For a study published in Nature Materials in August 2020, Kisailus, a professor in UCI’s Department of Materials Science and Engineering, and his research group focused on the mantis shrimp. This aquatic creature has a blunt appendage called a dactyl club for attacking prey and smashing rocks to use in constructing its undersea home.
The investigators employed advanced microscopic techniques to examine the nanoscale architecture and components of the club’s surface layer, finding that its unique combination of materials enables it to withstand crushing forces without sacrificing stiffness. These qualities are much sought-after for use in cars, football helmets and body armor.
Kisailus says that he and his fellow researchers try to pursue projects that harness biology, physics, mechanics and materials science for engineering applications. His multidisciplinary teams, formed with the sponsorship of the U.S. Air Force, have made a series of significant discoveries with the potential to help create more reliable aircraft, tougher body armor and sports equipment, and stronger vehicles –all benefiting humanity.
Since its founding in 1965, UCI has been built on an ethos of interdisciplinary collaboration. One of the earliest physical structures on the university’s Orange County campus was Ring Road, a paved pedestrian byway that connects the institution’s major schools.

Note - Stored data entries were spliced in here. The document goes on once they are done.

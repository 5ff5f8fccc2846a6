//! Error taxonomy for scheduling, execution, persistence and loading.
//!
//! Only [`RejectionError`] ever crosses the scheduling boundary. Task and driver
//! failures end up as [`ErrorInfo`](crate::model::ErrorInfo) on the mission.

use crate::model::MissionId;
use miette::Diagnostic;
use serde::{Deserialize, Serialize};
use std::path::PathBuf;
use thiserror::Error;

/// Stable error codes recorded in [`ErrorInfo`](crate::model::ErrorInfo).
pub mod codes {
    pub const TASK_FAILED: &str = "E_TASK_FAILED";
    pub const TASK_TIMEOUT: &str = "E_TASK_TIMEOUT";
    pub const DRIVER_UNAVAILABLE: &str = "E_DRIVER_UNAVAILABLE";
    pub const MISSION_CANCELLED: &str = "E_MISSION_CANCELLED";
    pub const STOP_FAILED: &str = "E_STOP_FAILED";
    pub const INITIATE_FAILED: &str = "E_INITIATE_FAILED";
    pub const ALREADY_RUNNING: &str = "E_ALREADY_RUNNING";
    pub const MISSION_NOT_FOUND: &str = "E_MISSION_NOT_FOUND";
    pub const EMPTY_MISSION: &str = "E_EMPTY_MISSION";
    pub const UNKNOWN_TASK_KIND: &str = "E_UNKNOWN_TASK_KIND";
    pub const INVALID_DEFINITION: &str = "E_INVALID_DEFINITION";
    pub const NO_ACTIVE_MISSION: &str = "E_NO_ACTIVE_MISSION";
    pub const MACHINE_UNAVAILABLE: &str = "E_MACHINE_UNAVAILABLE";
}

/// A schedule or stop request refused by the machine.
#[derive(Clone, Debug, Error, Diagnostic, PartialEq, Eq)]
pub enum RejectionError {
    #[error("mission {mission_id} is already running")]
    #[diagnostic(
        code(robomission::rejection::already_running),
        help("wait for the state machine to return to idle, or stop the active mission")
    )]
    AlreadyRunning { mission_id: MissionId },

    #[error("mission definition '{id}' was not found")]
    #[diagnostic(code(robomission::rejection::mission_not_found))]
    MissionNotFound { id: String },

    #[error("mission '{id}' has no tasks")]
    #[diagnostic(code(robomission::rejection::empty_mission))]
    EmptyMission { id: String },

    #[error("unknown task kind '{kind}'")]
    #[diagnostic(
        code(robomission::rejection::unknown_task_kind),
        help("supported kinds: return_to_home, localize, take_image, take_thermal_image, take_video, record_audio")
    )]
    UnknownTaskKind { kind: String },

    #[error("invalid mission definition: {reason}")]
    #[diagnostic(code(robomission::rejection::invalid_definition))]
    InvalidDefinition { reason: String },

    #[error("no mission is active")]
    #[diagnostic(code(robomission::rejection::no_active_mission))]
    NoActiveMission,

    #[error("state machine is not running")]
    #[diagnostic(code(robomission::rejection::machine_unavailable))]
    MachineUnavailable,
}

impl RejectionError {
    #[must_use]
    pub fn code(&self) -> &'static str {
        match self {
            Self::AlreadyRunning { .. } => codes::ALREADY_RUNNING,
            Self::MissionNotFound { .. } => codes::MISSION_NOT_FOUND,
            Self::EmptyMission { .. } => codes::EMPTY_MISSION,
            Self::UnknownTaskKind { .. } => codes::UNKNOWN_TASK_KIND,
            Self::InvalidDefinition { .. } => codes::INVALID_DEFINITION,
            Self::NoActiveMission => codes::NO_ACTIVE_MISSION,
            Self::MachineUnavailable => codes::MACHINE_UNAVAILABLE,
        }
    }
}

/// Failure of a task as reported by the robot.
#[derive(Clone, Debug, Error, Diagnostic, PartialEq, Eq, Serialize, Deserialize)]
#[serde(tag = "severity", rename_all = "snake_case")]
pub enum TaskFailure {
    /// Retried in place up to the configured limit.
    #[error("recoverable task failure: {reason}")]
    #[diagnostic(code(robomission::task::recoverable))]
    Recoverable { reason: String },

    /// Aborts the remaining tasks and forces a stop.
    #[error("fatal task failure: {reason}")]
    #[diagnostic(code(robomission::task::fatal))]
    Fatal { reason: String },
}

impl TaskFailure {
    pub fn recoverable(reason: impl Into<String>) -> Self {
        Self::Recoverable {
            reason: reason.into(),
        }
    }

    pub fn fatal(reason: impl Into<String>) -> Self {
        Self::Fatal {
            reason: reason.into(),
        }
    }

    #[must_use]
    pub fn is_fatal(&self) -> bool {
        matches!(self, Self::Fatal { .. })
    }

    #[must_use]
    pub fn reason(&self) -> &str {
        match self {
            Self::Recoverable { reason } | Self::Fatal { reason } => reason,
        }
    }
}

/// Error raised by a [`RobotDriver`](crate::driver::RobotDriver) call.
#[derive(Clone, Debug, Error, Diagnostic, PartialEq, Eq)]
pub enum DriverError {
    /// Robot cannot be reached at all. Always fatal for the mission.
    #[error("robot driver unavailable: {0}")]
    #[diagnostic(code(robomission::driver::unavailable))]
    Unavailable(String),

    /// Transient transport hiccup; the caller may poll again.
    #[error("robot communication error: {0}")]
    #[diagnostic(code(robomission::driver::communication))]
    Communication(String),

    /// Robot refused the command.
    #[error("robot rejected the command: {0}")]
    #[diagnostic(code(robomission::driver::rejected))]
    Rejected(String),

    #[error("robot driver call '{operation}' timed out after {timeout_ms}ms")]
    #[diagnostic(code(robomission::driver::timeout))]
    Timeout {
        operation: &'static str,
        timeout_ms: u64,
    },
}

impl DriverError {
    #[must_use]
    pub fn is_fatal(&self) -> bool {
        matches!(self, Self::Unavailable(_))
    }
}

/// Failure of a storage handler to persist an inspection.
#[derive(Debug, Error, Diagnostic)]
pub enum StorageError {
    #[error("failed to write {path}")]
    #[diagnostic(code(robomission::storage::io))]
    Io {
        path: PathBuf,
        #[source]
        source: std::io::Error,
    },

    #[error("failed to serialize inspection metadata")]
    #[diagnostic(code(robomission::storage::serialize))]
    Serialize(#[from] serde_json::Error),

    #[error("storage backend unavailable: {0}")]
    #[diagnostic(code(robomission::storage::unavailable))]
    Unavailable(String),

    #[error("storage handler {handler} did not answer within {timeout_ms}ms")]
    #[diagnostic(code(robomission::storage::timeout))]
    Timeout { handler: String, timeout_ms: u64 },
}

impl StorageError {
    pub fn io(path: impl Into<PathBuf>, source: std::io::Error) -> Self {
        Self::Io {
            path: path.into(),
            source,
        }
    }
}

/// Failure to obtain a mission from a mission source.
#[derive(Debug, Error, Diagnostic)]
pub enum LoadError {
    #[error("mission definition '{id}' was not found")]
    #[diagnostic(code(robomission::load::not_found))]
    NotFound { id: String },

    #[error("failed to read {path}")]
    #[diagnostic(code(robomission::load::io))]
    Io {
        path: PathBuf,
        #[source]
        source: std::io::Error,
    },

    #[error("failed to parse {path}: {message}")]
    #[diagnostic(code(robomission::load::parse))]
    Parse { path: PathBuf, message: String },

    #[error("unknown task kind '{kind}'")]
    #[diagnostic(code(robomission::load::unknown_task_kind))]
    UnknownTaskKind { kind: String },

    #[error("invalid mission definition: {reason}")]
    #[diagnostic(code(robomission::load::invalid))]
    Invalid { reason: String },
}

impl From<LoadError> for RejectionError {
    fn from(err: LoadError) -> Self {
        match err {
            LoadError::NotFound { id } => Self::MissionNotFound { id },
            LoadError::UnknownTaskKind { kind } => Self::UnknownTaskKind { kind },
            LoadError::Invalid { reason } => Self::InvalidDefinition { reason },
            other @ (LoadError::Io { .. } | LoadError::Parse { .. }) => Self::InvalidDefinition {
                reason: other.to_string(),
            },
        }
    }
}

/// Failure to load [`Settings`](crate::config::Settings).
#[derive(Debug, Error, Diagnostic)]
pub enum ConfigError {
    #[error("failed to read config file {path}")]
    #[diagnostic(code(robomission::config::io))]
    Io {
        path: PathBuf,
        #[source]
        source: std::io::Error,
    },

    #[error("failed to parse config file {path}: {message}")]
    #[diagnostic(code(robomission::config::parse))]
    Parse { path: PathBuf, message: String },
}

The path enables researchers in the Henry Samueli School of Engineering to take a short walk over to the School of Social Ecology to coalesce on new ways to mitigate climate change-induced flooding impacts on California’s marginalized communities – to name but one example.
Another might involve chemists from the School of Physical Sciences working with materials scientists in Engineering, artificial intelligence specialists in the Donald Bren School of Information & Computer Sciences and physicians in the School of Medicine to interact on new tissue-mimicking implants to treat a host of afflictions. Researchers from every part of UCI are working together to address the most pressing challenges facing humanity, from energy and the environment to lifesaving advances in biomedicine.